## Group: Hyacithara - Report

First, lets make sure that all required packages are available.

In [None]:
!pip install -r requirements.txt

Now, that all python packages required are installed, we can start to fetch all required data and perform some clean-up operations on the data, so we can use the data with the MNE-BIDS pipeline.

In [None]:
# import function to load configuration from file
from mne_bids_pipeline._config_import import _import_config as getConfig
from tools.logtools import *

# tools to get fresh data
import data_handling.data_downloader as dl
import data_handling.data_cleaner as clean

import matplotlib
matplotlib.use('qtagg')

First of all, we load the config file for the mne-bids pipeline. Note that we have to disable checks here, otherwise the import would fail if the data is not jet available

In [None]:
# set the file path of the main configuration file
bids_config_path = "./mne-bids/config/mne-bids-pipeline_data_tests.py"
# load configured settings from file
bids_cfg = getConfig(
    config_path=bids_config_path,
    check=False
)

Then, we may need to fetch a fresh copy of the data. In order to avoid confusion, this is done by this notebook. 

If the data is not where it is expected, a fresh copy is downloaded and extracted. Please ensure that you have enough disk space available (ca. 150 gigabyte).
For this there are some configuration options: 

In [None]:
from data_handling import getDataPathFromBidsRoot

dl.CLEAN_DATA = False # if true, clears the data directory in order to force downloading a fresh copy of the data
dl.DATA_BASE_DIR = getDataPathFromBidsRoot(bids_cfg.bids_root) # get the data folder from the bids pipeline configuration
dl.VALIDATE_DATA = True # if true, checks that the downloaded zip file is the expected file

In [None]:
if dl.CLEAN_DATA:
    clean.removeDirectory(dl.DATA_BASE_DIR)
dl.fetchData()

Once all data is downloaded and unpacked, we have to do some preprocessing, in order to be able to use the data.

For this data set, this consists mainly of two tasks:

1. Fix file links in *.vhdr and *.vmrk files.

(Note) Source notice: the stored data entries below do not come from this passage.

fn star_from_record(record: &StarRecord, index: usize, violations: &mut Vec<Violation>) -> Option<Star> {
    let mut check = RecordCheck::new("star", record.name.as_deref(), index, violations);

    let name = check.text("@name", record.name.as_ref());
    let kind = match record.kind.as_deref() {
        Some(text) => text
            .parse::<StellarType>()
            .map_err(|message| check.flag("@type", message))
            .ok(),
        None => Some(StellarType::Star),
    };

    let location = match &record.location {
        Some(location) => {
            let ra = check.angle("location/@right-asc", location.right_asc.as_ref(), parse_hms);
            let dec = check.angle("location/@decl", location.decl.as_ref(), parse_dms);
            let distance = check.optional_number("location/@distance", location.distance.as_ref());
            if let Some(d) = distance.filter(|d| *d < 0.0) {
                check.flag("location/@distance", format!("must be >= 0, got {}", d));
            }
            let distance_ok = location.distance.is_none() || distance.is_some_and(|d| d >= 0.0);
            match (ra, dec, distance_ok) {
                (Some(ra), Some(dec), true) => {
                    let coord = SphericalLocation::new(ra, dec);
                    Some(match distance {
                        Some(d) => coord.with_distance(d),
                        None => coord,
                    })
                }
                _ => None,
            }
        }
        None => {
            check.missing("location");
            None
        }
    };

    let magnitude = match &record.magnitude {
        Some(magnitude) => {
            let apparent = check.optional_number("magnitude/@apparent", magnitude.apparent.as_ref());
            let absolute = check.optional_number("magnitude/@absolute", magnitude.absolute.as_ref());
            let ok = (magnitude.apparent.is_none() || apparent.is_some())
                && (magnitude.absolute.is_none() || absolute.is_some());
            ok.then_some(Some(Magnitude { apparent, absolute }))
        }
        None => Some(None),
    };

    let motion = match &record.motion {
        Some(motion) => {
            let right_asc = check.optional_number("motion/@right-asc", motion.right_asc.as_ref());
            let decl = check.optional_number("motion/@decl", motion.decl.as_ref());
            let radial = check.optional_number("motion/@radial", motion.radial.as_ref());
            let ok = (motion.right_asc.is_none() || right_asc.is_some())
                && (motion.decl.is_none() || decl.is_some())
                && (motion.radial.is_none() || radial.is_some());
            ok.then_some(Some(ProperMotion {
                right_asc,
                decl,
                radial,
            }))
        }
        None => Some(None),
    };

    let aliases = check.aliases(&record.aliases);

    let star = Star {
        name: name?,
        kind: kind?,
        constellation: record.constellation.as_ref().map(|c| c.trim().to_string()),
        location: location?,
        magnitude: magnitude?,
        motion: motion?,
        aliases,
    };
    debug!("Validated star '{}'", star.name);
    Some(star)
}

/// Flag every record whose name repeats an earlier one, ignoring case
fn check_unique<'r>(
    kind: &str,
    names: impl Iterator<Item = Option<&'r String>>,
    violations: &mut Vec<Violation>,
) {
    let mut seen: HashMap<String, usize> = HashMap::new();
    for (index, name) in names.enumerate() {
        let Some(name) = name.map(|n| n.trim()).filter(|n| !n.is_empty()) else {
            continue;
        };
        if let Some(first) = seen.get(&name.to_lowercase()) {
            violations.push(Violation::new(
                format!("{} '{}'", kind, name),
                "@name",
                format!("duplicate of {} #{}", kind, first + 1),
            ));
        } else {
            seen.insert(name.to_lowercase(), index);
        }
    }
}

/// Validate a catalog document and build the catalog.
///
/// Fails with a [`ValidationError`] naming every offending record and field.
pub fn load(document: &CatalogDocument) -> Result<Catalog> {
    let mut violations = Vec::new();

    let bodies: Vec<_> = document
        .bodies
        .iter()
        .enumerate()
        .filter_map(|(i, record)| body_from_record(record, i, &mut violations))
        .collect();
    let stars: Vec<_> = document
        .stars
        .iter()
        .enumerate()
        .filter_map(|(i, record)| star_from_record(record, i, &mut violations))
        .collect();

    check_unique("body", document.bodies.iter().map(|b| b.name.as_ref()), &mut violations);
    check_unique("star", document.stars.iter().map(|s| s.name.as_ref()), &mut violations);

    if !violations.is_empty() {
        return Err(ValidationError { violations }.into());
    }

    info!(
        "Loaded catalog with {} bodies and {} stars",
        bodies.len(),
        stars.len()
    );
    Ok(Catalog::new(bodies, stars))
}

/// Append `records` from document number `doc_index`, replacing same-named
/// records that came from earlier documents.
fn merge_records<T>(
    merged: &mut Vec<T>,
    owners: &mut HashMap<String, (usize, usize)>,
    records: Vec<T>,
    doc_index: usize,
    origin: &str,
    name_of: fn(&T) -> Option<&String>,
) {
    for record in records {
        let key = name_of(&record).map(|n| n.trim().to_lowercase());
        match key.as_ref().and_then(|k| owners.get(k).copied()) {
            Some((slot, owner)) if owner < doc_index => {
                warn!(
                    "'{}' from {} replaces an earlier definition",
                    name_of(&record).map(|n| n.as_str()).unwrap_or_default(),
                    origin
                );
                merged[slot] = record;
                if let Some(key) = key {
                    owners.insert(key, (slot, doc_index));
                }
            }
            Some(_) => merged.push(record),
            None => {
                if let Some(key) = key {
                    owners.insert(key, (merged.len(), doc_index));
                }
                merged.push(record);
            }
        }
    }
}

/// Combine documents in order. Later documents override same-named records of
/// earlier ones; repeats inside one document are kept so [`load`] reports them.
pub fn merge_documents<I>(documents: I) -> CatalogDocument
where
    I: IntoIterator<Item = (String, CatalogDocument)>,
{
    let mut merged = CatalogDocument::default();
    let mut body_owners = HashMap::new();
    let mut star_owners = HashMap::new();

    for (doc_index, (origin, document)) in documents.into_iter().enumerate() {
        debug!(
            "Merging {} bodies and {} stars from {}",
            document.bodies.len(),
            document.stars.len(),
            origin
        );
        merge_records(
            &mut merged.bodies,
            &mut body_owners,
            document.bodies,
            doc_index,
            &origin,
            |b| b.name.as_ref(),
        );
        merge_records(
            &mut merged.stars,
            &mut star_owners,
            document.stars,
            doc_index,
            &origin,
            |s| s.name.as_ref(),
        );
    }
    merged
}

This is needed, because the files got renamed after exporting, but the original authors did not fix the file links
2. Generate a events.tsv file for each subject

In [None]:
# tools to patch fresh data
import data_handling.data_patcher as patch
import data_handling.convert_brainvision2bids as convert

patch.patchAllFiles(bids_cfg.bids_root)
convert.buildEventTSV(bids_cfg.bids_root)

Now that we got all the data we require, we can import the config again, this time with checks that all parameters are valid.

In [None]:
bids_cfg = getConfig(
    config_path=bids_config_path,
)

Once the configuration is loaded, we can then run the pipeline.

In [None]:
# allow for calling mne_bids_pipeline within Python
import sys

import mne_bids_pipeline
from mne_bids import BIDSPath

import mne_bids_pipeline._main
from typing import Optional

# define the function to run the pipeline within Python
def run_pipeline(config:str="", steps:str=""):
    sys.args = ["", "--config", config, "--steps", steps]
    mne_bids_pipeline._main.main()

In case errors occur while running the pipeline, we should remove the output of the previous pipeline runs.

In [None]:
CLEAR_PIPELINE_OUTPUT = False

In [None]:
if CLEAR_PIPELINE_OUTPUT:
    clean.removeDirectory("{}/derivatives/mne-bids-pipeline".format(bids_cfg.bids_root))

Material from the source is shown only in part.